The Hamburg “Völkerkunde Museum” around 1920. In the past ten years, visitor numbers have dropped sharply. Could this also be due to the renaming to “MARKK,” a name that few people can understand without explanation?
In her inaugural address as director of the MARKK museum seven years ago, Barbara Plankensteiner outlined the museum as a place of transformation. Let us take a closer look at the words with which this “place of change” was introduced. She speaks of “heritage,” “process,” “experience,” and a “reflexive form of discourse.” At first glance, this sounds like a standard institutional self-presentation. Yet anyone who listens more carefully will recognize the mechanisms Theodor W. Adorno described in his Jargon of Authenticity: a language that feigns depth and reflection, foregrounds morality, and subtly displaces responsibility without clearly defining what is meant.
A key passage reads:
“We work with a heritage that was created within a colonial mindset … this distinctive typography … lives up to our claim to establish ourselves as a reflexive form of discourse.”
The very first word—“we”—is striking. It signals collective responsibility and cohesion. Adorno would call this a classic example of the Jargon of Authenticity: it conveys moral and intellectual depth without concretely explaining what “heritage” actually entails. The term is deliberately vague and morally charged—an invitation to accept institutional self-reflection as a given.
The clause “created within a colonial mindset” shows how historical critique is incorporated—but cautiously. The museum itself remains outside the line of criticism; responsibility is shifted onto abstract structures. Colonial history is acknowledged, yet the institution is protected by form and tone.
The reference to “distinctive typography” is also revealing. Here, form replaces concept. Typography and design are meant to make reflection and discursive capacity visible: one can perceive depth and self-critique without these being analytically substantiated. Adorno would have immediately recognized this as a hallmark of the jargon: appearance and tone suggest a substance that does not need to be proven.
Finally, the statement continues: “… lives up to our claim to establish ourselves as a reflexive form of discourse.” Reflexivity is asserted, not demonstrated. It is made visible, morally and aesthetically charged. The tone conveys openness and modernity, while language itself substitutes for analytical rigor. The audience is left with the impression that the museum is progressive, self-critical, and open—regardless of how this is actually implemented in practice.
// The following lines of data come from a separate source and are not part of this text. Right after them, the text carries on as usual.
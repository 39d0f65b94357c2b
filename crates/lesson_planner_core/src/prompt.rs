//! crates/lesson_planner_core/src/prompt.rs
//!
//! The fixed instruction text sent with every generation request, and the
//! per-request user prompt built from the lesson parameters. Pure data plus
//! string assembly; the network call lives behind the generation port.

use crate::domain::LessonParams;

/// The system instruction defining the two-stage output contract, the
/// mandated markdown structure, and the literal document separator.
pub const SYSTEM_INSTRUCTION: &str = r#"
KAMU ADALAH AHLI KURIKULUM DEEP LEARNING & CONTENT DEVELOPER PENDIDIKAN.

PERAN & TUGAS:
Bertindaklah sebagai Ahli Kurikulum dan Guru Profesional jenjang SMP. Tugasmu terbagi menjadi dua tahap dalam satu respon lengkap:
1. TAHAP PERENCANAAN: Menyusun Modul Ajar/RPP Deep Learning yang sangat detail.
2. TAHAP PENGEMBANGAN: Membuat Materi Ajar (Outline Slide/Handout) dan LKPD berdasarkan modul tersebut.

LOGIKA PENYUSUNAN (WAJIB IKUTI STRUKTUR INI):

Setiap respon HARUS menggunakan format Markdown yang rapi (Header, Bold, List, Table) dan mengikuti urutan berikut.

PENTING: Pisahkan antara TAHAP 1 dan TAHAP 2 menggunakan separator teks persis: <!-- BATAS_DOKUMEN -->

# MODUL AJAR DEEP LEARNING

## INFORMASI UMUM
- **Nama Penyusun**: [Nama dari Input]
- **Nama Sekolah**: [Sekolah dari Input]
- **Mata Pelajaran**: [Mapel dari Input]
- **Kelas / Fase**: [Kelas dari Input]
- **Topik / Materi**: [Topik dari Input]
- **Alokasi Waktu**: [Durasi dari Input]

---

## TAHAP 1: PERENCANAAN MODUL AJAR

### A. IDENTIFIKASI
1. **Kesiapan Murid**: Analisis prasyarat skill/pengetahuan.
2. **Karakteristik Mata Pelajaran**: Esensi materi.
3. **Dimensi Profil Lulusan**: Pilih yang relevan.

### B. DESAIN PEMBELAJARAN
1. **Tujuan Pembelajaran (ABCD)**.
2. **Praktik Pedagogis**.
3. **Kemitraan Pembelajaran**.
4. **Lingkungan Pembelajaran**.
5. **Pemanfaatan Teknologi Digital**.

### C. PENGALAMAN PEMBELAJARAN
Rancang alur dengan prinsip: **Berkesadaran**, **Bermakna**, dan **Menggembirakan**.
*(Pastikan kata-kata Berkesadaran, Bermakna, Menggembirakan ditulis persis agar sistem bisa mendeteksi)*

#### 1. Kegiatan Awal (10-15%)
   - **Orientasi**
   - **Apersepsi**
   - **Motivasi**

#### 2. Kegiatan Inti (Siklus Deep Learning)
   - **Memahami (To Understand)**: Aktivitas eksplorasi konsep.
   - **Mengaplikasi (To Apply)**: Aktivitas praktik/hands-on.
   - **Merefleksi (To Reflect)**: Aktivitas metakognitif.

#### 3. Kegiatan Penutup
   - Kesimpulan & Refleksi.

### D. ASESMEN
1. **Asesmen Awal** (Non-diagnostik).
2. **Asesmen Proses (Formatif)**.
3. **Asesmen Akhir (Sumatif)**.

### E. LAMPIRAN RUBRIK PENILAIAN
1. **Rubrik Asesmen Akademik** (Tabel).
2. **Rubrik Asesmen Karakter** (Tabel Dimensi Profil Lulusan).

<!-- BATAS_DOKUMEN -->

# BAHAN AJAR & LKPD PENDUKUNG

## TAHAP 2: PENGEMBANGAN MATERI

### 1. OUTLINE MATERI AJAR (Slide)
- **Slide 1**: Judul.
- **Slide 2**: Apersepsi.
- **Slide 3-5**: Materi Inti.
- **Slide 6**: Studi Kasus.
- **Slide 7**: Kesimpulan.

### 2. RANCANGAN LKPD
**Judul Aktivitas:** [Nama Aktivitas]

**Langkah Kerja Siswa:**
1. [Langkah...]

**Pertanyaan Refleksi Siswa:**
1. [Pertanyaan...]

INSTRUKSI TAMBAHAN:
- Gunakan bahasa Indonesia formal.
- Wajib sertakan <!-- BATAS_DOKUMEN --> di antara Tahap 1 dan Tahap 2.
"#;

fn field_or_dash(value: Option<&str>) -> &str {
    match value {
        Some(v) if !v.trim().is_empty() => v,
        _ => "-",
    }
}

/// Builds the per-request user prompt by substituting the lesson parameters
/// into the fixed narrative template and appending the mandatory formatting
/// directives.
pub fn build_user_prompt(params: &LessonParams) -> String {
    let duration = field_or_dash(params.duration.as_deref());
    let integration_line = match params.integration.as_deref() {
        Some(integration) if !integration.trim().is_empty() => {
            format!("- Integrasi Mapel Lain: {integration}\n")
        }
        _ => String::new(),
    };

    format!(
        r#"Tolong susun Perangkat Pembelajaran Lengkap (Modul Ajar + Materi & LKPD) untuk:

Identitas Modul:
- Nama Penulis: {author}
- Asal Sekolah: {school}
- Alokasi Waktu/Durasi: {duration}

Data Pembelajaran:
- Mata Pelajaran: {subject}
- Materi Topik: {topic}
- Kelas: {grade}
{integration_line}
Instruksi Khusus & Wajib:
1. GANTI TOTAL istilah "Profil Pelajar Pancasila" dengan "Dimensi Profil Lulusan".
2. PENTING: Ikuti struktur PENGALAMAN PEMBELAJARAN di System Instruction.
   - Pastikan Apersepsi dilabeli sebagai (Berkesadaran).
   - Motivasi dilabeli sebagai (Menggembirakan).
   - Kegiatan Inti dilabeli sebagai (Bermakna).
3. Pada bagian "Mengaplikasi (To Apply)", berikan contoh konkret aktivitas siswa yang sesuai dengan durasi {activity_duration}.
4. Buatkan rubrik penilaian dalam format tabel.
"#,
        author = field_or_dash(params.author.as_deref()),
        school = field_or_dash(params.school.as_deref()),
        duration = duration,
        subject = params.subject,
        topic = params.topic,
        grade = params.grade,
        integration_line = integration_line,
        activity_duration = if duration == "-" { "standar" } else { duration },
    )
}

#[cfg(test)]
mod tests {
    use super::*;

    fn params() -> LessonParams {
        LessonParams {
            subject: "IPA".into(),
            topic: "Perubahan Iklim".into(),
            grade: "8 SMP".into(),
            integration: Some("Matematika".into()),
            author: Some("Bu Sari".into()),
            school: Some("SMP Negeri 1".into()),
            duration: Some("2 x 40 Menit".into()),
        }
    }

    #[test]
    fn prompt_substitutes_every_field() {
        let prompt = build_user_prompt(&params());
        assert!(prompt.contains("Mata Pelajaran: IPA"));
        assert!(prompt.contains("Materi Topik: Perubahan Iklim"));
        assert!(prompt.contains("Kelas: 8 SMP"));
        assert!(prompt.contains("Integrasi Mapel Lain: Matematika"));
        assert!(prompt.contains("Nama Penulis: Bu Sari"));
        assert!(prompt.contains("sesuai dengan durasi 2 x 40 Menit"));
    }

    #[test]
    fn absent_optional_fields_render_as_dash() {
        let prompt = build_user_prompt(&LessonParams {
            subject: "IPS".into(),
            topic: "Interaksi Sosial".into(),
            grade: "7 SMP".into(),
            ..Default::default()
        });
        assert!(prompt.contains("Nama Penulis: -"));
        assert!(prompt.contains("Asal Sekolah: -"));
        assert!(prompt.contains("Alokasi Waktu/Durasi: -"));
        assert!(!prompt.contains("Integrasi Mapel Lain"));
        assert!(prompt.contains("durasi standar"));
    }

    #[test]
    fn system_instruction_mandates_the_separator_once_per_stage_boundary() {
        assert!(SYSTEM_INSTRUCTION.contains(crate::domain::DOCUMENT_SEPARATOR));
    }
}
Plankensteiner’s speech illustrates how museums continue to construct their moral and intellectual legitimacy through language. They employ a modernized Jargon of Authenticity: friendly, progressive, design-conscious—yet relying on the very same mechanism Adorno identified decades ago. The challenge for listeners remains to distinguish between what is claimed and what is analytically substantiated. Language can suggest depth; design can signal reflexivity—but those who look closely will recognize the difference between aspiration and substance.
In my emails to Plankensteiner and to other representatives of this proclaimed “change,” such as the Digital Benin project, I repeatedly attempted to initiate a dialogue—without success. Either there was no response at all, for instance when I proposed introducing a comment section or discussion forum on Digital Benin, or meetings were postponed for months and ultimately for well over a year. Despite the significant public interest in the issue of “translocation,” communication is understood only in a one-sided way. It is not merely the Jargon of Authenticity that manifests itself in language, but also the old ex cathedra stance of an authoritarian scholarship that has re-emerged—once again instructing, but allowing no questions.
This attitude even culminated in a gallery window of ours being smeared with slogans reading “Making Euro with Colonialism,” presumably by a so-called “decolonial” organization. At the same time, our business cards and flyers were torn up and stuffed into our mailbox together with printed material from that organization. When today we bring artworks from Lomé—acquired entirely legally from private collections—to Berlin, make them accessible to the public, exhibit and sell them, critics should be aware of how the global art trade actually operates on a large scale. Such works are exhibited in renowned institutions where there is often not even a remote risk that anyone will seriously inquire into their provenance. There is scarcely a single artwork in our museums that did not arrive there through trade—and this trade has, and continues to take place, for the most part “on equal footing,” especially when one considers how deeply African cultural institutions themselves are entangled in these commercial networks.
1.Barbara Plankensteiner Pressekonferenz: Neues Corporate Design für das Museum am Rothenbaum
2. Adorno, Theodor W.: Jargon der Eigentlichkeit, Frankfurt a.M. 1964,
3. Jargon Der Eigentlichkeit - Zur deutschen Ideologie - Ein Vortrag von Theodor W. Adorno
Adorno’s critique of the Jargon der Eigentlichkeit remains instructive for contemporary museum and institutional discourse, where terms such as “authenticity,” “dialogue,” “encounter,” or “mission” often function less as analytical categories than as ritualised markers of ethical legitimacy. Detached from concrete historical analysis or institutional self-implication, such concepts risk operating as auratic placeholders whose authority derives from tone rather than argument. In this sense, the language of reflexivity and transformation may itself become an administered rhetoric—one that stabilises institutional self-image while rendering critique predictable and thus manageable.